Current test unreliable

Doctors traditionally distinguish between comatose patients who are in a minimally conscious state (MCS) and those suffering from unresponsive wakefulness syndrome (a vegetative state). In an MCS, a patient still responds to some stimuli and shows some evidence of awareness; in a vegetative state, the patient is completely unresponsive and the chance of recovery has typically been considered very low.

To distinguish between these two state, doctors rely on a standardized test called the coma recovery scale-revised (CSR-R). Unfortunately, CSR-R is only accurate about 60 percent of the time.

"In patients with substantial cerebral oedema [swelling of the brain], prediction of outcome on the basis of standard clinical examination and structural brain imaging is probably little better than flipping a coin," wrote Jamie Sleigh from the University of Auckland, New Zealand, and Catherine Warnaby from the University of Oxford in an accompanying commentary.

For the study, the researchers compared two separate, 3D diagnostic brain scan tools: a positron emission tomography (PET) scanner and a functional magnetic resonance imaging (fMRI) scanner. The PET scan functions by mapping the progress of a radioactive tracer (attached to glucose, the brain's energy source) through the blood as separate brain regions are activated by a stimulus. The fMRI scan functions by detecting the uptake of oxygen in various brain regions in response to a stimulus.

Over the course of four years, the researchers performed PET and fMRI tests on 81 patients who had been diagnosed via CSR-R as being in an MCS and 41 who had been diagnosed as being in a vegetative state. The tests were also performed, for comparison purposes, on 39 healthy people and four with "locked-in" syndrome (in which the brain is fully active but the person is unable to respond behaviorally).

"Far-reaching implications"

The researchers found that the PET scan was 93 percent successful at detecting MCS, while the fMRI was only 45 percent successful. In addition, the PET test was more effective than CSR-R in predicting eventual recovery.
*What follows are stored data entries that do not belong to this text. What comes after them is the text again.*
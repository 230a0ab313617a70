//! Capability tokens gating secret creation.
//!
//! A token is an HS256-signed JWT binding a fresh nonce to a proof-of-work
//! challenge for one `create` call. It is stateless: the server keeps nothing
//! between issue and validate. Reuse before expiry is stopped separately by the
//! consumed-nonce ledger in the store.

use std::sync::{Arc, Mutex, PoisonError};

use anyhow::{Context, Result};
use base64::engine::general_purpose::URL_SAFE_NO_PAD;
use base64::Engine as _;
use hmac::{Hmac, Mac};
use rand::{rngs::OsRng, RngCore};
use serde::{de::DeserializeOwned, Deserialize, Serialize};
use sha2::Sha256;
use thiserror::Error;
use tracing::debug;
use zeroize::ZeroizeOnDrop;

use crate::clock::Clock;
use crate::pow::Challenge;

type HmacSha256 = Hmac<Sha256>;

pub const OPERATION_CREATE: &str = "create";
pub const DEFAULT_TOKEN_TTL_SECS: i64 = 300;
pub const SIGNING_KEY_LEN: usize = 32;

const NONCE_BYTES: usize = 16;
const PREFIX_BYTES: usize = 8;

// ── Signing key ──────────────────────────────────────────────────────────────

/// Server-held HMAC key.
#[derive(ZeroizeOnDrop)]
pub struct SigningKey(Vec<u8>);

impl SigningKey {
    pub fn generate() -> Self {
        let mut bytes = vec![0u8; SIGNING_KEY_LEN];
        OsRng.fill_bytes(&mut bytes);
        Self(bytes)
    }

    /// Load raw key bytes as persisted in the key file.
    pub fn from_bytes(bytes: &[u8]) -> Option<Self> {
        (bytes.len() == SIGNING_KEY_LEN).then(|| Self(bytes.to_vec()))
    }

    /// Use an operator-supplied secret string as the key.
    pub fn from_secret(secret: &str) -> Self {
        Self(secret.as_bytes().to_vec())
    }

    pub fn as_bytes(&self) -> &[u8] {
        &self.0
    }

    fn mac(&self) -> Result<HmacSha256, hmac::digest::InvalidLength> {
        HmacSha256::new_from_slice(&self.0)
    }
}

// ── Claims ───────────────────────────────────────────────────────────────────

#[derive(Debug, Clone, PartialEq, Eq, Serialize, Deserialize)]
pub struct Claims {
    pub nonce: String,
    pub difficulty: u8,
    pub prefix: String,
    pub iat: i64,
    pub exp: i64,
    pub op: String,
}

impl Claims {
    pub fn challenge(&self) -> Challenge {
        Challenge {
            difficulty: self.difficulty,
            prefix: self.prefix.clone(),
        }
    }
}

/// Wire form of [`Claims`]; every field is checked for presence.
#[derive(Deserialize)]
struct RawClaims {
    nonce: Option<String>,
    difficulty: Option<u8>,
    prefix: Option<String>,
    iat: Option<i64>,
    exp: Option<i64>,
    op: Option<String>,
}

impl RawClaims {
    fn into_claims(self) -> Result<Claims, TokenError> {
        Ok(Claims {
            nonce: self.nonce.ok_or(TokenError::MissingClaim("nonce"))?,
            difficulty: self.difficulty.ok_or(TokenError::MissingClaim("difficulty"))?,
            prefix: self.prefix.ok_or(TokenError::MissingClaim("prefix"))?,
            iat: self.iat.ok_or(TokenError::MissingClaim("iat"))?,
            exp: self.exp.ok_or(TokenError::MissingClaim("exp"))?,
            op: self.op.ok_or(TokenError::MissingClaim("op"))?,
        })
    }
}

#[derive(Debug, Serialize, Deserialize)]
struct Header {
    alg: String,
    typ: String,
}

#[derive(Debug, Error, Clone, PartialEq, Eq)]
pub enum TokenError {
    #[error("malformed token")]
    Malformed,
    #[error("token signature mismatch")]
    BadSignature,
    #[error("token is missing the `{0}` claim")]
    MissingClaim(&'static str),
    #[error("token expired")]
    Expired,
    #[error("token is not valid for this operation")]
    WrongOperation,
}

/// Result of [`TokenIssuer::issue`].
#[derive(Debug, Clone)]
pub struct Issued {
    pub token: String,
    pub nonce: String,
    pub challenge: Challenge,
    pub expires_at: i64,
}

// ── Adaptive difficulty ──────────────────────────────────────────────────────

#[derive(Debug, Clone, Copy, PartialEq, Eq)]
pub struct DifficultyPolicy {
    /// Difficulty in bits when the server is quiet.
    pub base: u8,
    pub max: u8,
    /// Issuances inside one window that add one bit.
    pub step_every: u32,
    pub window_secs: i64,
}

impl Default for DifficultyPolicy {
    fn default() -> Self {
        Self {
            base: 16,
            max: 22,
            step_every: 50,
            window_secs: 60,
        }
    }
}

#[derive(Debug)]
struct Window {
    started_at: i64,
    issued: u32,
}

/// Raises the challenge difficulty while issuance is busy.
#[derive(Debug)]
pub struct DifficultyGovernor {
    policy: DifficultyPolicy,
    window: Mutex<Window>,
}

impl DifficultyGovernor {
    pub fn new(policy: DifficultyPolicy) -> Self {
        Self {
            policy,
            window: Mutex::new(Window {
                started_at: 0,
                issued: 0,
            }),
        }
    }

    /// Count one issuance at `now` and return the difficulty for it.
    pub fn next(&self, now: i64) -> u8 {
        let mut window = self.window.lock().unwrap_or_else(PoisonError::into_inner);
        if now.saturating_sub(window.started_at) >= self.policy.window_secs {
            window.started_at = now;
            window.issued = 0;
        }
        window.issued = window.issued.saturating_add(1);

        let extra = (window.issued - 1) / self.policy.step_every.max(1);
        let extra = u8::try_from(extra).unwrap_or(u8::MAX);
        self.policy.base.saturating_add(extra).min(self.policy.max)
    }
}

// ── Issuer ───────────────────────────────────────────────────────────────────

#[derive(Clone)]
pub struct TokenIssuer {
    key: Arc<SigningKey>,
    clock: Arc<dyn Clock>,
    governor: Arc<DifficultyGovernor>,
    ttl_secs: i64,
}

impl TokenIssuer {
    pub fn new(key: SigningKey, policy: DifficultyPolicy, clock: Arc<dyn Clock>) -> Self {
        Self {
            key: Arc::new(key),
            clock,
            governor: Arc::new(DifficultyGovernor::new(policy)),
            ttl_secs: DEFAULT_TOKEN_TTL_SECS,
        }
    }

    pub fn with_ttl(mut self, ttl_secs: i64) -> Self {
        self.ttl_secs = ttl_secs;
        self
    }

    /// Mint a nonce and a challenge, and sign them together.
    pub fn issue(&self) -> Result<Issued> {
        let now = self.clock.now();

        let mut nonce = [0u8; NONCE_BYTES];
        OsRng.fill_bytes(&mut nonce);
        let mut prefix = [0u8; PREFIX_BYTES];
        OsRng.fill_bytes(&mut prefix);

        let claims = Claims {
            nonce: URL_SAFE_NO_PAD.encode(nonce),
            difficulty: self.governor.next(now),
            prefix: hex::encode(prefix),
            iat: now,
            exp: now + self.ttl_secs,
            op: OPERATION_CREATE.to_owned(),
        };
        let token = self.sign(&claims)?;
        debug!(difficulty = claims.difficulty, "issued capability token");

        Ok(Issued {
            token,
            challenge: claims.challenge(),
            nonce: claims.nonce,
            expires_at: claims.exp,
        })
    }

    /// Check signature, claims, expiry and operation.
    pub fn validate(&self, token: &str) -> Result<Claims, TokenError> {
        let mut parts = token.trim().split('.');
        let (Some(header_b64), Some(claims_b64), Some(sig_b64), None) =
            (parts.next(), parts.next(), parts.next(), parts.next())
        else {
            return Err(TokenError::Malformed);
        };

        let header: Header = decode_segment(header_b64)?;
        if header.alg != "HS256" || !header.typ.eq_ignore_ascii_case("JWT") {
            return Err(TokenError::Malformed);
        }

        let signature = URL_SAFE_NO_PAD
            .decode(sig_b64)
            .map_err(|_| TokenError::Malformed)?;
        let mut mac = self.key.mac().map_err(|_| TokenError::BadSignature)?;
        mac.update(header_b64.as_bytes());
        mac.update(b".");
        mac.update(claims_b64.as_bytes());
        mac.verify_slice(&signature)
            .map_err(|_| TokenError::BadSignature)?;

        let claims = decode_segment::<RawClaims>(claims_b64)?.into_claims()?;
        if self.clock.now() >= claims.exp {
            return Err(TokenError::Expired);
        }
        if claims.op != OPERATION_CREATE {
            return Err(TokenError::WrongOperation);
        }
        Ok(claims)
    }

    fn sign<T: Serialize>(&self, claims: &T) -> Result<String> {
        let header = Header {
            alg: "HS256".into(),
            typ: "JWT".into(),
        };
        let header_json = serde_json::to_vec(&header).context("serialize token header")?;
        let claims_json = serde_json::to_vec(claims).context("serialize token claims")?;

        let signing_input = format!(
            "{}.{}",
            URL_SAFE_NO_PAD.encode(header_json),
            URL_SAFE_NO_PAD.encode(claims_json)
        );
        let mut mac = self
            .key
            .mac()
            .map_err(|e| anyhow::anyhow!("initialise token MAC: {e}"))?;
        mac.update(signing_input.as_bytes());
        let signature = mac.finalize().into_bytes();

        Ok(format!("{signing_input}.{}", URL_SAFE_NO_PAD.encode(signature)))
    }
}

fn decode_segment<T: DeserializeOwned>(segment: &str) -> Result<T, TokenError> {
    let raw = URL_SAFE_NO_PAD
        .decode(segment)
        .map_err(|_| TokenError::Malformed)?;
    serde_json::from_slice(&raw).map_err(|_| TokenError::Malformed)
}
According to the CSR-R, 36 patients were completely unresponsive. However, the PET scan found brain activity consistent with MCS in 12 of these patients, nine of whom eventually recovered.

"PET imaging can reveal cognitive processes that aren't visible through traditional bedside tests," Laureys said.

The findings could significantly improve doctors' ability to determine the likelihood of patient recovery.

"This study is welcome because diagnosis and prognostic accuracy in patients with severe brain injury needs to be improved," Sleigh and Warnaby wrote. "For example, intensive care doctors caring for former racing driver Michael Schumacher after his recent serious brain injury refused to offer any firm prognosis to the world's media."

PET scanning could have implications for patients' families, as well.

"If the results of this study are confirmed in future research, this could have far-reaching clinical, ethical and legal implications," said Michael Bloomfield of the Medical Research Council, who was not involved in the study, " including whether to offer an apparently unconscious patient pain relief and, ultimately, whether treatments that may be keeping someone alive should be continued or not."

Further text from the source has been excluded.